## [EXERCISE]
Among the entries below, find the lines that hold the word "format" and report them.

═════ SUPPLIED RECORDS

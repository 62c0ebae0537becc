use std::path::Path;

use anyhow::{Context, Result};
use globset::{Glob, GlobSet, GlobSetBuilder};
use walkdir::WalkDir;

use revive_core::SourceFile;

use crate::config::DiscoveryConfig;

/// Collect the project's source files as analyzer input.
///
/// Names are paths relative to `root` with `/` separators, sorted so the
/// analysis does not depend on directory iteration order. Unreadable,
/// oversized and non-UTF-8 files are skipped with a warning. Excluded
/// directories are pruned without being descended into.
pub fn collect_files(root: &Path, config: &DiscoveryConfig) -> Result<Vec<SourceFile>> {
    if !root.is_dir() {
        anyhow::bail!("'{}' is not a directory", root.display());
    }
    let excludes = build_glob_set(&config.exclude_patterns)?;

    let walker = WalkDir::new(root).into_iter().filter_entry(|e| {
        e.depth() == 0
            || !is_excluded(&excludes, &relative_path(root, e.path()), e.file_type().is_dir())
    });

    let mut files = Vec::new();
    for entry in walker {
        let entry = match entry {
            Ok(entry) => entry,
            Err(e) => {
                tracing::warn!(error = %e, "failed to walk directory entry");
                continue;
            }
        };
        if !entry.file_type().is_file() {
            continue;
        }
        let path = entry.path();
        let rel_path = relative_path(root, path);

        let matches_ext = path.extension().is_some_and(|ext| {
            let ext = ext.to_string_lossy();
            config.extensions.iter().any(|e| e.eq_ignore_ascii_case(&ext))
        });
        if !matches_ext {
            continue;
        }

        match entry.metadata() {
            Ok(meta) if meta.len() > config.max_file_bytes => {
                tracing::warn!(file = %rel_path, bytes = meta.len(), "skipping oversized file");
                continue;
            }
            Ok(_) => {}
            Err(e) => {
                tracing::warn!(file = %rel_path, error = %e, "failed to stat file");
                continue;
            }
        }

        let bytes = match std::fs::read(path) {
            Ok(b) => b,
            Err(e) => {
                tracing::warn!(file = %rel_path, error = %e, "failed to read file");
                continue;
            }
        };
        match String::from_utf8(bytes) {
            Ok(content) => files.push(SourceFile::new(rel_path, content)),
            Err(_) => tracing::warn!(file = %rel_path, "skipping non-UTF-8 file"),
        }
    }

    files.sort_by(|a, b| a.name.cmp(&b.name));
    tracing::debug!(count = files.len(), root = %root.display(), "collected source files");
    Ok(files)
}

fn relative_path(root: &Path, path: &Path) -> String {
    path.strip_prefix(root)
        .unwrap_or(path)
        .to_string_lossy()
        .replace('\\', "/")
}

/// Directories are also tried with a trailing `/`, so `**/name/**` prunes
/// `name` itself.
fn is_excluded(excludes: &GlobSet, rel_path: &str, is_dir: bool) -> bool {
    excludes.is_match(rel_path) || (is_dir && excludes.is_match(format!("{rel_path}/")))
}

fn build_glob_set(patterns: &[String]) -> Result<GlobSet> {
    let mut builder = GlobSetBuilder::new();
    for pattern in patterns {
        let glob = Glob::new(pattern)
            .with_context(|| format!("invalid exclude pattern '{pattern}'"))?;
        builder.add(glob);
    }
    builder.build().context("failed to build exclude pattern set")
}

══════════
═════ SUPPLIED RECORDS

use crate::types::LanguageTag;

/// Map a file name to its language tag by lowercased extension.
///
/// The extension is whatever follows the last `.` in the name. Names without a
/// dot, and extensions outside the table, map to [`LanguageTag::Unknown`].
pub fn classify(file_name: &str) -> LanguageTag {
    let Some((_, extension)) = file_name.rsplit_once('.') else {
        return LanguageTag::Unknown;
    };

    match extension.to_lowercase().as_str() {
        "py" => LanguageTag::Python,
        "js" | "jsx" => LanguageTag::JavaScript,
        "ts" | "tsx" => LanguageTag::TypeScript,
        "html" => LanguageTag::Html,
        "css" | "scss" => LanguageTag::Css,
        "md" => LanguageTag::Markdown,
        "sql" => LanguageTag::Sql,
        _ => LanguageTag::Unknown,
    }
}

══════════

## [SOLUTION TO THIS TASK]
    excludes.is_match(rel_path) || (is_dir && excludes.is_match(format!("{rel_path}/")))
            .with_context(|| format!("invalid exclude pattern '{pattern}'"))?;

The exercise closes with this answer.